Saved data entries

———

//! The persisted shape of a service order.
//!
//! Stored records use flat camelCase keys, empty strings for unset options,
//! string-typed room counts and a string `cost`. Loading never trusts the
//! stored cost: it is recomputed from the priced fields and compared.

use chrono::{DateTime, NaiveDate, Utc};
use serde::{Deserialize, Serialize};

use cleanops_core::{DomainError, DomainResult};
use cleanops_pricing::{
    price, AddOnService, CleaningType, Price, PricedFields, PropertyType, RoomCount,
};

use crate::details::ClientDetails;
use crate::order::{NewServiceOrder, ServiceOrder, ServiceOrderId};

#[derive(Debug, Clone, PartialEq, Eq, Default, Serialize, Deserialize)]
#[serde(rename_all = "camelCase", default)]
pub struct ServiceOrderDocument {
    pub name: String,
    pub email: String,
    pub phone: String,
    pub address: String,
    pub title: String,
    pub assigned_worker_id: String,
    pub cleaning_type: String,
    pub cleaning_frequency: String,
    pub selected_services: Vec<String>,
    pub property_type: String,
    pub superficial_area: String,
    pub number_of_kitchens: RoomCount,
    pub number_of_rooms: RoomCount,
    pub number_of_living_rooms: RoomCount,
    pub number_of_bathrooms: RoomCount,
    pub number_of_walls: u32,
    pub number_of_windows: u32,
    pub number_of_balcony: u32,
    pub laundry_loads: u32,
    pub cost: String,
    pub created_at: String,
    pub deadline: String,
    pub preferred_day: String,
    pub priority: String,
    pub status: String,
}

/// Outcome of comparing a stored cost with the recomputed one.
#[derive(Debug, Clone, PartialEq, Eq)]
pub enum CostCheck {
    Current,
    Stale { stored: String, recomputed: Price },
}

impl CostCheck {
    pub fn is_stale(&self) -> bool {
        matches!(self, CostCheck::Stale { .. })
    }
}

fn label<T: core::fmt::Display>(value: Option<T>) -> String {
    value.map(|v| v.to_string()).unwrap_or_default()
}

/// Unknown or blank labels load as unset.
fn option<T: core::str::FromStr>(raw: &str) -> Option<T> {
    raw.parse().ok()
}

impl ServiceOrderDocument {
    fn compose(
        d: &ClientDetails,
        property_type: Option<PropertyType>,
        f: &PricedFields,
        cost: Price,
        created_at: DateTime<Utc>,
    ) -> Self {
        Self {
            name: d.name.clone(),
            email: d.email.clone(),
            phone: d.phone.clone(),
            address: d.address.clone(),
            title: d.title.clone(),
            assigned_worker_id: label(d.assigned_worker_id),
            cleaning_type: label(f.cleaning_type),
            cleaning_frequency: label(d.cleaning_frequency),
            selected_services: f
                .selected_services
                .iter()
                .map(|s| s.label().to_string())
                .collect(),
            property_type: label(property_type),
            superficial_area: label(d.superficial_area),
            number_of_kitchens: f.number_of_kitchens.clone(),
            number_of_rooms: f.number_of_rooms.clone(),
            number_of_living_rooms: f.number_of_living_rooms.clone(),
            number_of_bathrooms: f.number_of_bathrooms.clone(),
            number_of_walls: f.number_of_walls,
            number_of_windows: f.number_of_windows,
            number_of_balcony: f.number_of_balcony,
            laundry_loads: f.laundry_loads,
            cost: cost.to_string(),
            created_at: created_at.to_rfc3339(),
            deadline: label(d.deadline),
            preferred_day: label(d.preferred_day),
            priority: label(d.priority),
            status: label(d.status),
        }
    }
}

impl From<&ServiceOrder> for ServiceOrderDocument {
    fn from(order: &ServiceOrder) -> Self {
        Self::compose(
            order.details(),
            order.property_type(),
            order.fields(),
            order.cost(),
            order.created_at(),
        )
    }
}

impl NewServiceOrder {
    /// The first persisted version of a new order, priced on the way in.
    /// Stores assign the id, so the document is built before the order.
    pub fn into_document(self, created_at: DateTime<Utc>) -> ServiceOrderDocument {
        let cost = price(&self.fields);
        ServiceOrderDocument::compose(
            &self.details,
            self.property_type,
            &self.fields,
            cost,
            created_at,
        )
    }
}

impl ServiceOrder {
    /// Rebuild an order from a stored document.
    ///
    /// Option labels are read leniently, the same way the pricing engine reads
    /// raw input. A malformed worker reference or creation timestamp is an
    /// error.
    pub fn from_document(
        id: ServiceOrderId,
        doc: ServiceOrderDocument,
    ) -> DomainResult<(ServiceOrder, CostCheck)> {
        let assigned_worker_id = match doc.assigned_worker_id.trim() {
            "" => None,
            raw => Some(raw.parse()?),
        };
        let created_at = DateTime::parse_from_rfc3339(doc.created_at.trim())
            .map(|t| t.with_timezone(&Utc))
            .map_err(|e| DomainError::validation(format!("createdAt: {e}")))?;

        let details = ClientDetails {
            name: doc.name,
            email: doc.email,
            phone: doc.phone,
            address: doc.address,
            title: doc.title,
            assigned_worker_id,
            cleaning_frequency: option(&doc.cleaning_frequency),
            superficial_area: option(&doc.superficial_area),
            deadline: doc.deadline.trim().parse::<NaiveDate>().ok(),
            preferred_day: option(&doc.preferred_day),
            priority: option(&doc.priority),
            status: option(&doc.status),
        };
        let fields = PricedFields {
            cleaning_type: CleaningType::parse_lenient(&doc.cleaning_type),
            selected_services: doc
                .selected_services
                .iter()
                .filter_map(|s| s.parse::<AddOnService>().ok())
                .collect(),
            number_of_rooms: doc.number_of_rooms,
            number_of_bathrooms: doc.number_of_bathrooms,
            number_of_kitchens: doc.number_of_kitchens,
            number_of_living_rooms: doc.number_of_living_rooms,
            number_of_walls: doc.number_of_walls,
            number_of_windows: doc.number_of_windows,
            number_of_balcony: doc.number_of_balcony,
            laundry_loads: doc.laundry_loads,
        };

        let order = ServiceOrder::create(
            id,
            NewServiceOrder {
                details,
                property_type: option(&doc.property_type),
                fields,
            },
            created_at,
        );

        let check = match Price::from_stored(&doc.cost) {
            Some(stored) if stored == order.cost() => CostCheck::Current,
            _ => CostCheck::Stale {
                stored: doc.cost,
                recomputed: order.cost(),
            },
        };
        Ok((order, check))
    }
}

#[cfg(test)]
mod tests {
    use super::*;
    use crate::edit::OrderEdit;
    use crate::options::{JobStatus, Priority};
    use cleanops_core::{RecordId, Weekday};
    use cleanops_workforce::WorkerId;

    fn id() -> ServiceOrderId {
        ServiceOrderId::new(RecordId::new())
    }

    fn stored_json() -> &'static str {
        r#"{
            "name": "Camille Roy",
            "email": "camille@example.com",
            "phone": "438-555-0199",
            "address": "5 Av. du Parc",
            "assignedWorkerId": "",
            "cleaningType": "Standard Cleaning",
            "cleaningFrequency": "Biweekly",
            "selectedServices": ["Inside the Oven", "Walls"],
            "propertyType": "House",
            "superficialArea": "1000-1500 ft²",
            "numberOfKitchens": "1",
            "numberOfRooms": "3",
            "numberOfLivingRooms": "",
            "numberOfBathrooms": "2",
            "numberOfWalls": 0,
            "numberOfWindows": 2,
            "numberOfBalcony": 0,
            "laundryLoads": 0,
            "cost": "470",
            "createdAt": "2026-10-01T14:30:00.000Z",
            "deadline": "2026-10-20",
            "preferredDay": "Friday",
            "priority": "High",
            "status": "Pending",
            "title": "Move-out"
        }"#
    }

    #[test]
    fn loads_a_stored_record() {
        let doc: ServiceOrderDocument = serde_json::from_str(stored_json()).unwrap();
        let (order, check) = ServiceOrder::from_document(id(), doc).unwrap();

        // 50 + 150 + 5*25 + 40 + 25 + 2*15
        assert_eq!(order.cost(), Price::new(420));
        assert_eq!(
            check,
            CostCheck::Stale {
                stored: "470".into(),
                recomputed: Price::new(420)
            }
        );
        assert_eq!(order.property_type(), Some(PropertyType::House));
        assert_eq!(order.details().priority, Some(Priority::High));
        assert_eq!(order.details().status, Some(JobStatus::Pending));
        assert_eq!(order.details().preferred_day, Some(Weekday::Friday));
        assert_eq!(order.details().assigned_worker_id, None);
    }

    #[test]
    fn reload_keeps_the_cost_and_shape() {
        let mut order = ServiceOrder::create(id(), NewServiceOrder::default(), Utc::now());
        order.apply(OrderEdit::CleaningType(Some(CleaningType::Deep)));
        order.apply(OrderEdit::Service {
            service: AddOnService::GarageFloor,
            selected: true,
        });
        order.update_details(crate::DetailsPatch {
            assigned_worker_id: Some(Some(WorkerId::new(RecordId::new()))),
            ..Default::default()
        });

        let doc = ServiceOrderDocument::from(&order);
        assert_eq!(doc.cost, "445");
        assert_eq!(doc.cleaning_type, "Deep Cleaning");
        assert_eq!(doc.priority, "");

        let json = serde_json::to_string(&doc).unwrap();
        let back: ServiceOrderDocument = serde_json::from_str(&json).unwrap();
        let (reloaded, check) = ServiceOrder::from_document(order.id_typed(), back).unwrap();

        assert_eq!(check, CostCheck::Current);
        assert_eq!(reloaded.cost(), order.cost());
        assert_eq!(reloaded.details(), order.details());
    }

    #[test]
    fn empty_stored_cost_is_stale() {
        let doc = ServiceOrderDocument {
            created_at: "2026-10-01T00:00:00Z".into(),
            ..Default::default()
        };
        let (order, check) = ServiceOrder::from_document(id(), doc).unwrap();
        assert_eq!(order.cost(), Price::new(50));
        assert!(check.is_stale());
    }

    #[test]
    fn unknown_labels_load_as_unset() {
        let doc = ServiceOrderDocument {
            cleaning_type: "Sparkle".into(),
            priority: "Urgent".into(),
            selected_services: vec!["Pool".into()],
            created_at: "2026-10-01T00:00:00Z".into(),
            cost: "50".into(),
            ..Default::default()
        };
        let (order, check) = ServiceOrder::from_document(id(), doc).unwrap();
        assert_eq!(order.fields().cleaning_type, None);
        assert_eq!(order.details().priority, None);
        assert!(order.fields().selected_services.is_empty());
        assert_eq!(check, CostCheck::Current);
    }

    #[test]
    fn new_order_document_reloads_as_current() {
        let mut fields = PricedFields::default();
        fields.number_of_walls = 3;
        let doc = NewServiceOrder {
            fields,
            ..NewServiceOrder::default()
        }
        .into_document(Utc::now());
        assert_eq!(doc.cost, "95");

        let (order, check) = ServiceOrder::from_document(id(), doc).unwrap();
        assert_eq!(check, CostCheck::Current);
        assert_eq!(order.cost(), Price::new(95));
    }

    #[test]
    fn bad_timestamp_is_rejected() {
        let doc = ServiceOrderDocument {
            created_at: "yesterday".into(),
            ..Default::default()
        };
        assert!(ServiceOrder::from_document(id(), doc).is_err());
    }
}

———

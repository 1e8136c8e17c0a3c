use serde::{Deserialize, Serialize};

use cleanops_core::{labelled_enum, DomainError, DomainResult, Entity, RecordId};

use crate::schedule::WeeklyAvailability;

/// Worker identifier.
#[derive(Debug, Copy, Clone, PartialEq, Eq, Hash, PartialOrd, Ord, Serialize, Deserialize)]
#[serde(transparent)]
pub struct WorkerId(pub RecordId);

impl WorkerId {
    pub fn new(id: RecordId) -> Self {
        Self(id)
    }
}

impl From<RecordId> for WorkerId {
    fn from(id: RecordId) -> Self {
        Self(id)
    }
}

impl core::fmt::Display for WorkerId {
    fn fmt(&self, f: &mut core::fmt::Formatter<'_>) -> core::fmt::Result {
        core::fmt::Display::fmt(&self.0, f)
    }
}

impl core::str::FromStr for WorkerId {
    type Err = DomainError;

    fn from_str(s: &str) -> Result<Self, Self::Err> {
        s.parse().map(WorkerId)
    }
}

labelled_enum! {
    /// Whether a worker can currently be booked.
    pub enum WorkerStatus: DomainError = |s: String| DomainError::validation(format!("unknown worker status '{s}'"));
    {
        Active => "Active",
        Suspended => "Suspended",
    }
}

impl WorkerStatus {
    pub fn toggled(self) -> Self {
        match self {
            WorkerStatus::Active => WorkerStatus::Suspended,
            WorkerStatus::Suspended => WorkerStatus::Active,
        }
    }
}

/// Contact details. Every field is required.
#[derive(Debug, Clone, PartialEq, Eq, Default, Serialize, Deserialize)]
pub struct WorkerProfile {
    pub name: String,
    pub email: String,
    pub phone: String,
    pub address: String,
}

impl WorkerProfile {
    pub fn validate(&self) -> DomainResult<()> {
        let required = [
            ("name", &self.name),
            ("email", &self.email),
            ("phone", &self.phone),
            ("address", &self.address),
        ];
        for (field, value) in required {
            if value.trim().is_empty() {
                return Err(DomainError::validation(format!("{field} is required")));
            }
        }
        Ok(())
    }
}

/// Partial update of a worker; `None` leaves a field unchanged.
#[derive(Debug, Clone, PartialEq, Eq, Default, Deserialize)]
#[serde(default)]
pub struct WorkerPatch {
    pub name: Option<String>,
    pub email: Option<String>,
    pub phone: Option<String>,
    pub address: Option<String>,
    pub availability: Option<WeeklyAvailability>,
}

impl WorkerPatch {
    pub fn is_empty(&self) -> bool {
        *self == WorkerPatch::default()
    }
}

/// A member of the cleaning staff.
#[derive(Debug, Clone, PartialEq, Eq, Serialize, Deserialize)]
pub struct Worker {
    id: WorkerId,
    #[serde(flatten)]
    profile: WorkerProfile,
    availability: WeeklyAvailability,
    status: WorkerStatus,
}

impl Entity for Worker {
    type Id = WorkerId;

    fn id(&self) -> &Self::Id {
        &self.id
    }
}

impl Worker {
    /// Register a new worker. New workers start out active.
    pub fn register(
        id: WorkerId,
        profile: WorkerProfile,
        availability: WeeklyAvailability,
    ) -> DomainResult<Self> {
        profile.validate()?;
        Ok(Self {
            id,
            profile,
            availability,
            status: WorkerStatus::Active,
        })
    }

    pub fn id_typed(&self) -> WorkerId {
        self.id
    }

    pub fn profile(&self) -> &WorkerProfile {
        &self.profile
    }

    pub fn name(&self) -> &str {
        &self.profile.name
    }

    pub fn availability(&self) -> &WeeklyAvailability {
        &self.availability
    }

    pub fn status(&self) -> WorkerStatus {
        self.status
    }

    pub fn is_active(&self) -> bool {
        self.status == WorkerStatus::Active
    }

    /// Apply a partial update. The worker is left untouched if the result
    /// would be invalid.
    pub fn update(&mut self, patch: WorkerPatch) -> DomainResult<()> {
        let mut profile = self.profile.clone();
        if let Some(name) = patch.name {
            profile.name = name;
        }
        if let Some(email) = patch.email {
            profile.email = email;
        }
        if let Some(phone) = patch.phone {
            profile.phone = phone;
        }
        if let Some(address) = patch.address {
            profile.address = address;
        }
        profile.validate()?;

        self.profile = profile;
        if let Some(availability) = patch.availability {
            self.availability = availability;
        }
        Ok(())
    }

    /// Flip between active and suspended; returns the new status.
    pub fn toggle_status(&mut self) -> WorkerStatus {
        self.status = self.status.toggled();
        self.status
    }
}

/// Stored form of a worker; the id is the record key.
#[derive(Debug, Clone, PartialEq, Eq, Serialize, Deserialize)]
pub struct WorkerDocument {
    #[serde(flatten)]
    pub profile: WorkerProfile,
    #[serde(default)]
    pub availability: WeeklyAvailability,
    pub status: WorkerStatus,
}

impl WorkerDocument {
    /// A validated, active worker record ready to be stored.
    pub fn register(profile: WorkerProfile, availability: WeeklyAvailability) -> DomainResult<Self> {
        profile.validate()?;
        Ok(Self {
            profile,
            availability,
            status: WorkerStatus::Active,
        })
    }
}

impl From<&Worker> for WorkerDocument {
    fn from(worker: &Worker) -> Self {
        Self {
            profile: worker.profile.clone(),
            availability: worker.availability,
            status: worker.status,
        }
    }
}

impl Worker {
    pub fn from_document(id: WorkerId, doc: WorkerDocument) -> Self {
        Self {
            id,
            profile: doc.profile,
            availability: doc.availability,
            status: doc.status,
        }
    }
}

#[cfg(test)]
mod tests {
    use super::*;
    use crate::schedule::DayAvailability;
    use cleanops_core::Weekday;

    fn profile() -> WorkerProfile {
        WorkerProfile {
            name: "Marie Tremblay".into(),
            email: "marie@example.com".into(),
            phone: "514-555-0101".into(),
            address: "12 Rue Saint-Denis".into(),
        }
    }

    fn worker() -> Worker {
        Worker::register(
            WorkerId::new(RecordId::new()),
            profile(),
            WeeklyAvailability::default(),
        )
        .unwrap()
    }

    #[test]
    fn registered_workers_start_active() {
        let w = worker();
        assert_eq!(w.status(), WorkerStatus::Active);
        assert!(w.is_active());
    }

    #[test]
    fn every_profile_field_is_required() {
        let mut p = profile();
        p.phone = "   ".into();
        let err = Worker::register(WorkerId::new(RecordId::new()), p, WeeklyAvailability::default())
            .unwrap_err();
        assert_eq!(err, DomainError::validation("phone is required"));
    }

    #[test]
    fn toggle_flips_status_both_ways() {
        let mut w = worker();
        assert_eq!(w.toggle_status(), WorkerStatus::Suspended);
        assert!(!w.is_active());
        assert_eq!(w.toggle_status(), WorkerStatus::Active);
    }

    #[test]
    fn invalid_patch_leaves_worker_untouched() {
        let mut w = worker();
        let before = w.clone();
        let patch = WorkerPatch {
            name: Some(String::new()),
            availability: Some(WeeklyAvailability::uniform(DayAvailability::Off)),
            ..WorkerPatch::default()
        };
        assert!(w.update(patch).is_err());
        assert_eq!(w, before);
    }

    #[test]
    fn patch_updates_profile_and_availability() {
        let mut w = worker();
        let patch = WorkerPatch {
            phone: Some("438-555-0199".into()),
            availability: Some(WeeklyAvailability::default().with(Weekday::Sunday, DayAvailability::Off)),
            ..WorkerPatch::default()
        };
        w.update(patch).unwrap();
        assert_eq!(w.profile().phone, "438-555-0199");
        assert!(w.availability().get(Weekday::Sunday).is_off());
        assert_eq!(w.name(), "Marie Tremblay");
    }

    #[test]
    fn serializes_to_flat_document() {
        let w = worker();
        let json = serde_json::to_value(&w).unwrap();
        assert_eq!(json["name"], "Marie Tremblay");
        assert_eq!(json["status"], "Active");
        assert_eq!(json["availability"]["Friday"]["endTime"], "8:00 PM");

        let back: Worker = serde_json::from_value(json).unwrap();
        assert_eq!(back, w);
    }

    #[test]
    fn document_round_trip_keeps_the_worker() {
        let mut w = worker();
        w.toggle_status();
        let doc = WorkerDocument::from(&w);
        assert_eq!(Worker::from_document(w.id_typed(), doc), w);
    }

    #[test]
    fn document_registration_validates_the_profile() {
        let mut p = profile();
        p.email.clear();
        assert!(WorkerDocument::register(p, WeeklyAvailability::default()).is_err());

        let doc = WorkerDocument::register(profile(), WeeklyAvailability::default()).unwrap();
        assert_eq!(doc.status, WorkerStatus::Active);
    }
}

———

# INSTRUCTIONS FOR THE TASK
Look through the data above for the word "before". Report each line where it occurs.

# RESULT
    /// Stores assign the id, so the document is built before the order.
        let before = w.clone();
        assert_eq!(w, before);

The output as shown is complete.